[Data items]
---------------
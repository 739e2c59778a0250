//! Caching decorator for [`TenantLookup`].

use std::num::NonZeroUsize;
use std::sync::Arc;
use std::time::Duration;

use async_trait::async_trait;
use metrics::counter;
use sea_orm::DbErr;
use uuid::Uuid;

use super::TenantLookup;
use crate::cache::TaggedCache;
use crate::models::tenant::Model as TenantModel;

/// Tag carried by cached negative lookups.
pub const UNRESOLVED_TAG: &str = "unresolved";

pub fn tenant_tag(tenant_id: Uuid) -> String {
    format!("tenant:{tenant_id}")
}

/// Caches host lookups, including misses, for a bounded time.
///
/// Any change to a tenant's hosting identity must be followed by
/// [`CachedTenantLookup::invalidate_tenant`].
pub struct CachedTenantLookup {
    inner: Arc<dyn TenantLookup>,
    cache: TaggedCache<Option<TenantModel>>,
    ttl: Duration,
}

impl CachedTenantLookup {
    pub fn new(inner: Arc<dyn TenantLookup>, capacity: NonZeroUsize, ttl: Duration) -> Self {
        Self {
            inner,
            cache: TaggedCache::new(capacity),
            ttl,
        }
    }

    /// Drops cached entries for the tenant plus every cached miss, since a
    /// new binding may turn a previously unknown host into a match.
    pub async fn invalidate_tenant(&self, tenant_id: Uuid) {
        let dropped = self.cache.invalidate_by_tag(&tenant_tag(tenant_id)).await
            + self.cache.invalidate_by_tag(UNRESOLVED_TAG).await;
        tracing::debug!(tenant_id = %tenant_id, dropped, "Invalidated cached host lookups");
    }

    async fn cached(
        &self,
        key: String,
        lookup: impl Future<Output = Result<Option<TenantModel>, DbErr>>,
    ) -> Result<Option<TenantModel>, DbErr> {
        let mut missed = false;
        let result = self
            .cache
            .get_or_compute(&key, self.ttl, || {
                missed = true;
                async move {
                    let tenant = lookup.await?;
                    let tag = match &tenant {
                        Some(tenant) => tenant_tag(tenant.id),
                        None => UNRESOLVED_TAG.to_string(),
                    };
                    Ok((tenant, vec![tag]))
                }
            })
            .await;

        if missed {
            counter!("domain_cache_misses_total").increment(1);
        } else {
            counter!("domain_cache_hits_total").increment(1);
        }
        result
    }
}

#[async_trait]
impl TenantLookup for CachedTenantLookup {
    async fn find_by_subdomain(&self, name: &str) -> Result<Option<TenantModel>, DbErr> {
        self.cached(
            format!("subdomain:{name}"),
            self.inner.find_by_subdomain(name),
        )
        .await
    }

    async fn find_by_custom_domain(&self, hostname: &str) -> Result<Option<TenantModel>, DbErr> {
        self.cached(
            format!("custom:{hostname}"),
            self.inner.find_by_custom_domain(hostname),
        )
        .await
    }
}
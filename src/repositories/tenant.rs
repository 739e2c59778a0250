//! # Tenant Repository
//!
//! Tenant records and their hosting identity. Subdomain and custom-domain
//! bindings are validated here before they reach the unique indexes.

use async_trait::async_trait;
use chrono::Utc;
use sea_orm::sea_query::Expr;
use sea_orm::{
    ActiveModelTrait, ColumnTrait, DatabaseConnection, DbErr, EntityTrait, IntoActiveModel,
    QueryFilter, Set,
};
use std::sync::Arc;
use uuid::Uuid;

use super::RepositoryError;
use crate::domains::{DomainResolver, DomainStatus, TenantLookup, validate_subdomain};
use crate::models::tenant::{self, Entity as Tenant, Model as TenantModel};
use crate::plans::PlanTier;

/// Repository for tenant database operations
#[derive(Debug, Clone)]
pub struct TenantRepository {
    db: Arc<DatabaseConnection>,
}

impl TenantRepository {
    pub fn new(db: Arc<DatabaseConnection>) -> Self {
        Self { db }
    }

    /// Create a tenant with no hosting identity
    pub async fn create(
        &self,
        name: Option<String>,
        plan_tier: PlanTier,
    ) -> Result<TenantModel, DbErr> {
        let model = TenantModel {
            id: Uuid::new_v4(),
            name,
            plan_tier,
            subdomain: None,
            custom_domain: None,
            domain_status: None,
            view_count: 0,
            created_at: Utc::now().into(),
        };

        Tenant::insert(model.clone().into_active_model())
            .exec_without_returning(&*self.db)
            .await?;

        tracing::info!(tenant_id = %model.id, plan_tier = %plan_tier, "Created tenant");
        Ok(model)
    }

    pub async fn get(&self, tenant_id: Uuid) -> Result<Option<TenantModel>, DbErr> {
        Tenant::find_by_id(tenant_id).one(&*self.db).await
    }

    async fn require(&self, tenant_id: Uuid) -> Result<TenantModel, RepositoryError> {
        self.get(tenant_id)
            .await?
            .ok_or(RepositoryError::NotFound("Tenant"))
    }

    /// Find the tenant owning a subdomain label (already normalized)
    pub async fn find_by_subdomain(&self, name: &str) -> Result<Option<TenantModel>, DbErr> {
        Tenant::find()
            .filter(tenant::Column::Subdomain.eq(name))
            .one(&*self.db)
            .await
    }

    /// Find the tenant owning a custom hostname (already normalized)
    pub async fn find_by_custom_domain(
        &self,
        hostname: &str,
    ) -> Result<Option<TenantModel>, DbErr> {
        Tenant::find()
            .filter(tenant::Column::CustomDomain.eq(hostname))
            .one(&*self.db)
            .await
    }

    /// Bind (or replace) the tenant's subdomain.
    pub async fn bind_subdomain(
        &self,
        tenant_id: Uuid,
        name: &str,
    ) -> Result<TenantModel, RepositoryError> {
        let name = validate_subdomain(name)?;
        let tenant = self.require(tenant_id).await?;

        if let Some(owner) = self.find_by_subdomain(&name).await? {
            if owner.id == tenant_id {
                return Ok(owner);
            }
            return Err(RepositoryError::Conflict(format!(
                "Subdomain '{name}' is already taken"
            )));
        }

        let mut active = tenant.into_active_model();
        active.subdomain = Set(Some(name.clone()));
        let updated = active.update(&*self.db).await?;

        tracing::info!(tenant_id = %tenant_id, subdomain = %name, "Bound subdomain");
        Ok(updated)
    }

    pub async fn clear_subdomain(&self, tenant_id: Uuid) -> Result<TenantModel, RepositoryError> {
        let tenant = self.require(tenant_id).await?;
        if tenant.subdomain.is_none() {
            return Ok(tenant);
        }

        let mut active = tenant.into_active_model();
        active.subdomain = Set(None);
        Ok(active.update(&*self.db).await?)
    }

    /// Bind (or replace) the tenant's custom domain. A new binding always
    /// starts verification over from `pending`.
    pub async fn bind_custom_domain(
        &self,
        tenant_id: Uuid,
        resolver: &DomainResolver,
        hostname: &str,
    ) -> Result<TenantModel, RepositoryError> {
        let hostname = resolver.validate_custom_domain(hostname)?;
        let tenant = self.require(tenant_id).await?;

        if let Some(owner) = self.find_by_custom_domain(&hostname).await?
            && owner.id != tenant_id
        {
            return Err(RepositoryError::Conflict(format!(
                "Custom domain '{hostname}' is already bound to another tenant"
            )));
        }

        let mut active = tenant.into_active_model();
        active.custom_domain = Set(Some(hostname.clone()));
        active.domain_status = Set(Some(DomainStatus::Pending));
        let updated = active.update(&*self.db).await?;

        tracing::info!(tenant_id = %tenant_id, custom_domain = %hostname, "Bound custom domain");
        Ok(updated)
    }

    pub async fn clear_custom_domain(
        &self,
        tenant_id: Uuid,
    ) -> Result<TenantModel, RepositoryError> {
        let tenant = self.require(tenant_id).await?;
        if tenant.custom_domain.is_none() {
            return Ok(tenant);
        }

        let mut active = tenant.into_active_model();
        active.custom_domain = Set(None);
        active.domain_status = Set(None);
        Ok(active.update(&*self.db).await?)
    }

    /// Drops both hosting bindings at once.
    pub async fn release_domains(&self, tenant_id: Uuid) -> Result<TenantModel, RepositoryError> {
        let tenant = self.require(tenant_id).await?;
        if tenant.subdomain.is_none() && tenant.custom_domain.is_none() {
            return Ok(tenant);
        }

        let mut active = tenant.into_active_model();
        active.subdomain = Set(None);
        active.custom_domain = Set(None);
        active.domain_status = Set(None);
        Ok(active.update(&*self.db).await?)
    }

    /// Move the custom domain's verification status along the state machine.
    pub async fn update_domain_status(
        &self,
        tenant_id: Uuid,
        next: DomainStatus,
    ) -> Result<TenantModel, RepositoryError> {
        let tenant = self.require(tenant_id).await?;
        let current = match (&tenant.custom_domain, tenant.domain_status) {
            (Some(_), Some(status)) => status,
            _ => return Err(RepositoryError::NotFound("Custom domain")),
        };

        let next = current.transition(next)?;
        if next == current {
            return Ok(tenant);
        }

        let mut active = tenant.into_active_model();
        active.domain_status = Set(Some(next));
        let updated = active.update(&*self.db).await?;

        tracing::info!(
            tenant_id = %tenant_id,
            from = %current,
            to = %next,
            "Custom domain status changed"
        );
        Ok(updated)
    }

    /// Atomically bump the public page view counter; false if the tenant is gone.
    pub async fn increment_view_count(&self, tenant_id: Uuid) -> Result<bool, DbErr> {
        let result = Tenant::update_many()
            .col_expr(
                tenant::Column::ViewCount,
                Expr::col(tenant::Column::ViewCount).add(1),
            )
            .filter(tenant::Column::Id.eq(tenant_id))
            .exec(&*self.db)
            .await?;

        Ok(result.rows_affected > 0)
    }
}

#[async_trait]
impl TenantLookup for TenantRepository {
    async fn find_by_subdomain(&self, name: &str) -> Result<Option<TenantModel>, DbErr> {
        TenantRepository::find_by_subdomain(self, name).await
    }

    async fn find_by_custom_domain(&self, hostname: &str) -> Result<Option<TenantModel>, DbErr> {
        TenantRepository::find_by_custom_domain(self, hostname).await
    }
}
---------------
**Exercise details:**
Scanning the data above, copy out every line where "tracing" is found.

**Result of this exercise:**
        tracing::debug!(tenant_id = %tenant_id, dropped, "Invalidated cached host lookups");
        tracing::info!(tenant_id = %model.id, plan_tier = %plan_tier, "Created tenant");
        tracing::info!(tenant_id = %tenant_id, subdomain = %name, "Bound subdomain");
        tracing::info!(tenant_id = %tenant_id, custom_domain = %hostname, "Bound custom domain");
        tracing::info!(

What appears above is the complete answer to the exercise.